Jackson was head coach of the Pro A League team ASVEL from 2014-2017. Under Jackson, ASVEL won the French Pro A Title in 2016. In early 2018, Tony Parker, president of ASVEL, dismissed Jackson as coach, despite ASVEL being ranked 8th at the time in the Pro A League with a 8-8 record.

In 2021, Jackson was an assistant coach for the Canadian senior men's national team for the FIBA America 2021 Qualifiers. Also in 2021, Jackson was hired as head coach for the Pro A League team BCM Gravelines-Dunkerque, but was later dismissed in 2022 when the team had a 3-6 record and ranked 14th of 18 teams in the Pro A League.

In 2023, Jackson was hired as head coach for the Pro B team Antibes Sharks, where he had played in the 1997-98 and 1998-99 seasons. He was tasked with "reviving" the Sharks after the previous coach was dismissed when the Sharks ranked 17th in the Pro B League with a 2-7 record.
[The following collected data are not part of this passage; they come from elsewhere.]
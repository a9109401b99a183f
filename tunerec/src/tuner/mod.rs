//! Tuner source contract and HTTP-backed client.
//!
//! The tuner server is an external collaborator: it enumerates the physical
//! devices with the channel types each can receive, and serves a live
//! byte-stream per program. Its multiplex semantics are what make sharing a
//! tuned carrier between services valid in the scheduler.

use std::pin::Pin;

use async_trait::async_trait;
use bytes::Bytes;
use futures::{Stream, TryStreamExt};
use log::debug;
use serde::{Deserialize, Serialize};
use thiserror::Error;

use tunerec_protocol::{ChannelType, Program};

/// Tuner source errors.
#[derive(Debug, Error)]
pub enum TunerError {
    #[error("Tuner server request failed: {0}")]
    Http(#[from] reqwest::Error),

    #[error("Tuner server rejected stream open: HTTP {0}")]
    StreamRejected(u16),

    #[error("Tuner source unavailable: {0}")]
    Unavailable(String),
}

/// A physical tuner device as advertised by the tuner server.
#[derive(Debug, Clone, Serialize, Deserialize)]
pub struct TunerDevice {
    pub name: String,
    /// Channel types this device can receive.
    pub types: Vec<ChannelType>,
}

/// A live program byte-stream.
pub type ByteStream = Pin<Box<dyn Stream<Item = Result<Bytes, TunerError>> + Send>>;

/// Tuner server operations the core needs.
#[async_trait]
pub trait TunerSource: Send + Sync {
    /// Enumerate tuner devices in their fixed physical order.
    async fn devices(&self) -> Result<Vec<TunerDevice>, TunerError>;

    /// Open a live byte-stream for a program. The priority hint tells the
    /// tuner server how reluctant it should be to steal this tuning for
    /// another client.
    async fn open_stream(&self, program: &Program, priority: u8) -> Result<ByteStream, TunerError>;
}

/// HTTP tuner server client.
///
/// Endpoints: `GET /api/tuners` (device list as JSON) and
/// `GET /api/programs/{id}/stream` with an `X-Tuner-Priority` header.
#[derive(Debug, Clone)]
pub struct HttpTunerSource {
    base_url: String,
    client: reqwest::Client,
}

impl HttpTunerSource {
    pub fn new(base_url: impl Into<String>) -> Self {
        Self {
            base_url: base_url.into(),
            client: reqwest::Client::new(),
        }
    }
}

#[async_trait]
impl TunerSource for HttpTunerSource {
    async fn devices(&self) -> Result<Vec<TunerDevice>, TunerError> {
        let url = format!("{}/api/tuners", self.base_url);
        let devices: Vec<TunerDevice> = self
            .client
            .get(&url)
            .send()
            .await?
            .error_for_status()?
            .json()
            .await?;
        debug!("Tuner server reports {} devices", devices.len());
        Ok(devices)
    }

    async fn open_stream(&self, program: &Program, priority: u8) -> Result<ByteStream, TunerError> {
        let url = format!("{}/api/programs/{}/stream", self.base_url, program.id);
        let resp = self
            .client
            .get(&url)
            .header("X-Tuner-Priority", priority.to_string())
            .send()
            .await?;

        if !resp.status().is_success() {
            return Err(TunerError::StreamRejected(resp.status().as_u16()));
        }

        Ok(Box::pin(resp.bytes_stream().map_err(TunerError::Http)))
    }
}
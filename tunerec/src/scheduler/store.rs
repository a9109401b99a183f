//! Persisted reservation snapshot.
//!
//! The scheduler recomputes the whole reservation set on every pass, so the
//! snapshot is always a whole-state replace: serialize to a sibling temp
//! file, then rename over the previous snapshot. Callers hold the
//! scheduler's pass lock, so there is never more than one writer.

use std::fs;
use std::path::{Path, PathBuf};

use log::warn;
use thiserror::Error;

use super::Reservation;

#[derive(Debug, Error)]
pub enum StoreError {
    #[error("Snapshot I/O error: {0}")]
    Io(#[from] std::io::Error),

    #[error("Snapshot serialization error: {0}")]
    Serde(#[from] serde_json::Error),
}

/// Whole-state reservation snapshot on disk.
#[derive(Debug)]
pub struct ReserveStore {
    path: PathBuf,
}

impl ReserveStore {
    pub fn new<P: AsRef<Path>>(path: P) -> Self {
        Self {
            path: path.as_ref().to_path_buf(),
        }
    }

    /// Load the snapshot. A missing file is an empty set (first start);
    /// a corrupt file is logged and treated the same, since the next pass
    /// rebuilds everything except manual reservations anyway.
    pub fn load(&self) -> Result<Vec<Reservation>, StoreError> {
        let raw = match fs::read(&self.path) {
            Ok(raw) => raw,
            Err(e) if e.kind() == std::io::ErrorKind::NotFound => return Ok(Vec::new()),
            Err(e) => return Err(e.into()),
        };

        match serde_json::from_slice(&raw) {
            Ok(reservations) => Ok(reservations),
            Err(e) => {
                warn!(
                    "Reservation snapshot {} is corrupt, starting empty: {}",
                    self.path.display(),
                    e
                );
                Ok(Vec::new())
            }
        }
    }

    /// Atomically replace the snapshot.
    pub fn save(&self, reservations: &[Reservation]) -> Result<(), StoreError> {
        let tmp = self.path.with_extension("json.tmp");
        fs::write(&tmp, serde_json::to_vec_pretty(reservations)?)?;
        fs::rename(&tmp, &self.path)?;
        Ok(())
    }
}
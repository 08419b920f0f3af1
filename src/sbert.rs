//! Sentence-transformer embeddings via fastembed.
//!
//! ## Model and Tokenizer
//!
//! A sentence-transformer needs two pieces: the network weights and the
//! tokenizer that turns text into its input ids. fastembed downloads and
//! caches both on first use, so "load the model and tokenizer" collapses to
//! constructing a [`SbertEmbedder`]. After that, [`Embedder::embed`] runs
//! inference on any batch of strings.
//!
//! ```text
//! SbertEmbedder::new()          -> fetch weights + tokenizer (once)
//! embedder.embed(&[texts...])   -> [[f32; 384], ...]
//! ```
//!
//! ## Cost
//!
//! Construction is the expensive step (download, ONNX session setup).
//! Build one embedder and reuse it across datasets.

use fastembed::{EmbeddingModel, InitOptions, TextEmbedding};
use tracing::debug;

use crate::{Embedder, Error, Result};

/// Embedder backed by a fastembed sentence-transformer.
///
/// ## Example
///
/// ```rust,ignore
/// use fewshot::{Dataset, SbertEmbedder};
///
/// // all-MiniLM-L6-v2, 384 dimensions
/// let embedder = SbertEmbedder::new()?;
///
/// let mut dataset = Dataset::new(examples, labels, categories)?;
/// dataset.calc_sbert_embeddings(&embedder)?;
/// ```
pub struct SbertEmbedder {
    model: TextEmbedding,
    model_name: EmbeddingModel,
    batch_size: Option<usize>,
}

impl SbertEmbedder {
    /// Load the default sentence-transformer (all-MiniLM-L6-v2).
    ///
    /// # Errors
    ///
    /// Returns an error if the model or tokenizer fails to load.
    pub fn new() -> Result<Self> {
        Self::with_model(EmbeddingModel::AllMiniLML6V2)
    }

    /// Load a specific fastembed model.
    ///
    /// # Errors
    ///
    /// Returns an error if the model or tokenizer fails to load.
    pub fn with_model(model_name: EmbeddingModel) -> Result<Self> {
        debug!(model = ?model_name, "loading sentence-transformer");
        let model = TextEmbedding::try_new(InitOptions::new(model_name.clone()))
            .map_err(|e| Error::Embedding(e.to_string()))?;

        Ok(Self {
            model,
            model_name,
            batch_size: None,
        })
    }

    /// Set the inference batch size (fastembed's default when unset).
    #[must_use]
    pub fn with_batch_size(mut self, batch_size: usize) -> Self {
        self.batch_size = Some(batch_size.max(1));
        self
    }
}

impl Embedder for SbertEmbedder {
    fn embed(&self, texts: &[&str]) -> Result<Vec<Vec<f32>>> {
        if texts.is_empty() {
            return Ok(vec![]);
        }
        self.model
            .embed(texts.to_vec(), self.batch_size)
            .map_err(|e| Error::Embedding(e.to_string()))
    }
}

impl std::fmt::Debug for SbertEmbedder {
    fn fmt(&self, f: &mut std::fmt::Formatter<'_>) -> std::fmt::Result {
        f.debug_struct("SbertEmbedder")
            .field("model", &self.model_name)
            .field("batch_size", &self.batch_size)
            .finish()
    }
}
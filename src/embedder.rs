//! Deterministic embedders for fixtures and precomputed vectors.
//!
//! Real embeddings come from a sentence-transformer (see `SbertEmbedder`
//! behind the `sbert` feature). For tests, benchmarks, and pipelines that
//! already hold vectors on disk, a lookup table does the same job without
//! loading a model.

use std::collections::HashMap;

use crate::{Embedder, Error, Result};

/// Embedder that maps known strings to fixed vectors.
///
/// Unknown strings are an error rather than a silent zero vector: a missing
/// entry almost always means the table and the dataset drifted apart.
///
/// ```rust
/// use fewshot::{Embedder, LookupEmbedder};
///
/// let embedder = LookupEmbedder::new([("sports", vec![1.0, 0.0]), ("politics", vec![0.0, 1.0])]).unwrap();
/// let vectors = embedder.embed(&["politics", "sports"]).unwrap();
/// assert_eq!(vectors, vec![vec![0.0, 1.0], vec![1.0, 0.0]]);
/// ```
#[derive(Debug, Clone, Default)]
pub struct LookupEmbedder {
    table: HashMap<String, Vec<f32>>,
    dim: usize,
}

impl LookupEmbedder {
    /// Build a lookup embedder, checking every vector has the same dimension.
    ///
    /// # Errors
    ///
    /// Returns [`Error::Embedding`] if two entries disagree on dimension.
    pub fn new<I, S>(entries: I) -> Result<Self>
    where
        I: IntoIterator<Item = (S, Vec<f32>)>,
        S: Into<String>,
    {
        let mut table = HashMap::new();
        let mut dim = None;

        for (key, vector) in entries {
            let key = key.into();
            match dim {
                None => dim = Some(vector.len()),
                Some(d) if d != vector.len() => {
                    return Err(Error::Embedding(format!(
                        "dimension mismatch for {key:?}: expected {d}, got {}",
                        vector.len()
                    )));
                }
                Some(_) => {}
            }
            table.insert(key, vector);
        }

        Ok(Self {
            table,
            dim: dim.unwrap_or(0),
        })
    }

    /// Dimension shared by every stored vector (0 when empty).
    #[must_use]
    pub fn dim(&self) -> usize {
        self.dim
    }

    /// Number of stored entries.
    #[must_use]
    pub fn len(&self) -> usize {
        self.table.len()
    }

    /// Whether the table holds no entries.
    #[must_use]
    pub fn is_empty(&self) -> bool {
        self.table.is_empty()
    }
}

impl Embedder for LookupEmbedder {
    fn embed(&self, texts: &[&str]) -> Result<Vec<Vec<f32>>> {
        texts
            .iter()
            .map(|text| {
                self.table
                    .get(*text)
                    .cloned()
                    .ok_or_else(|| Error::Embedding(format!("no embedding for {text:?}")))
            })
            .collect()
    }
}
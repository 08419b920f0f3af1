//! Property-based tests for datasets and sampling.
//!
//! These tests verify key invariants:
//! - Expansion: one label vector per example, equal to its category's vector
//! - Sampling size: sum over groups of min(group, s)
//! - Sampling labels: codes and categories agree row by row
//! - Determinism: same seed, same rows

use std::collections::{BTreeMap, HashSet};

use proptest::prelude::*;
use fewshot::{expand_labels, select_subsample, Dataset, Embedder, Result, Table};

// =============================================================================
// Test Generators
// =============================================================================

/// Returns a precomputed cache regardless of input.
struct Precomputed(Vec<Vec<f32>>);

impl Embedder for Precomputed {
    fn embed(&self, _texts: &[&str]) -> Result<Vec<Vec<f32>>> {
        Ok(self.0.clone())
    }
}

/// A dataset with valid labels and a distinct vector per text.
fn embedded_dataset() -> impl Strategy<Value = (Dataset, Vec<Vec<f32>>)> {
    (1usize..8, 0usize..40, 1usize..6)
        .prop_flat_map(|(k, n, dim)| {
            (
                prop::collection::vec(0..k, n),
                prop::collection::vec(prop::collection::vec(-10.0f32..10.0, dim), n + k),
                Just(k),
            )
        })
        .prop_map(|(labels, vectors, k)| {
            let examples = (0..labels.len()).map(|i| format!("ex{i}")).collect();
            let categories = (0..k).map(|c| format!("cat{c}")).collect();
            let mut dataset = Dataset::new(examples, labels, categories).unwrap();
            dataset
                .calc_sbert_embeddings(&Precomputed(vectors.clone()))
                .unwrap();
            (dataset, vectors)
        })
}

/// A table from a list of category names (one row each).
fn category_table() -> impl Strategy<Value = Table> {
    prop::collection::vec(prop::sample::select(vec!["a", "b", "c", "d", "e"]), 0..80).prop_map(
        |categories| {
            let mut table = Table::new(["text", "category"]);
            for (i, category) in categories.into_iter().enumerate() {
                table.push_row([format!("row{i}"), category.to_string()]).unwrap();
            }
            table
        },
    )
}

fn group_sizes(table: &Table) -> BTreeMap<String, usize> {
    let mut sizes = BTreeMap::new();
    for category in table.column("category").unwrap() {
        *sizes.entry(category.to_string()).or_default() += 1;
    }
    sizes
}

// =============================================================================
// Label Expansion
// =============================================================================

proptest! {
    #[test]
    fn expansion_matches_category_block((mut dataset, vectors) in embedded_dataset()) {
        let n = dataset.len();
        let labels = dataset.labels().to_vec();

        let expanded = expand_labels(&mut dataset).unwrap();
        let label_embeddings = expanded.label_embeddings().unwrap();

        prop_assert_eq!(label_embeddings.len(), n);
        for (i, &label) in labels.iter().enumerate() {
            prop_assert_eq!(&label_embeddings[i], &vectors[n + label]);
        }
    }

    #[test]
    fn expansion_keeps_cache((mut dataset, vectors) in embedded_dataset()) {
        expand_labels(&mut dataset).unwrap();
        prop_assert_eq!(dataset.embeddings().unwrap(), vectors.as_slice());
    }
}

// =============================================================================
// Stratified Sampling
// =============================================================================

proptest! {
    #[test]
    fn sample_size_is_sum_of_capped_groups(table in category_table(), s in 0i64..10) {
        let sample = select_subsample(&table, s, 42).unwrap();
        let expected: usize = group_sizes(&table)
            .values()
            .map(|&g| g.min(s as usize))
            .sum();
        prop_assert_eq!(sample.len(), expected);
    }

    #[test]
    fn sample_rows_come_from_input(table in category_table(), s in 1i64..10) {
        let sample = select_subsample(&table, s, 42).unwrap();
        let input: HashSet<&str> = table.column("text").unwrap().into_iter().collect();
        let output = sample.table().column("text").unwrap();
        let unique: HashSet<&str> = output.iter().copied().collect();

        prop_assert_eq!(unique.len(), output.len());
        prop_assert!(output.iter().all(|t| input.contains(t)));
    }

    #[test]
    fn sample_labels_biject_categories(table in category_table(), s in 1i64..10) {
        let sample = select_subsample(&table, s, 42).unwrap();
        let mut code_of: BTreeMap<&str, usize> = BTreeMap::new();

        for i in 0..sample.len() {
            let category = sample.category_of(i).unwrap();
            let code = *code_of.entry(category).or_insert(sample.labels()[i]);
            prop_assert_eq!(code, sample.labels()[i]);
            prop_assert_eq!(sample.categories()[code].as_str(), category);
        }

        let codes: HashSet<usize> = code_of.values().copied().collect();
        prop_assert_eq!(codes.len(), code_of.len());

        let mut sorted = sample.categories().to_vec();
        sorted.sort();
        prop_assert_eq!(sorted, sample.categories().to_vec());
    }

    #[test]
    fn sample_is_deterministic(table in category_table(), s in 0i64..10, seed in any::<u64>()) {
        let first = select_subsample(&table, s, seed).unwrap();
        let second = select_subsample(&table, s, seed).unwrap();
        prop_assert_eq!(first, second);
    }

    #[test]
    fn negative_size_is_empty(table in category_table(), s in -100i64..=0) {
        prop_assert!(select_subsample(&table, s, 1).unwrap().is_empty());
    }
}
Jackson has been head coach of the Sharks to the present.

==Post-career recognition==
Jackson has been inducted in the UBC Sports Hall of Fame (1998) and the BC Basketball Hall of Fame (2009).

==Personal life==
Jackson was born in Burnaby, British Columbia on February 27, 1969. He grew up in Vernon, British Columbia where his father taught him how to play basketball.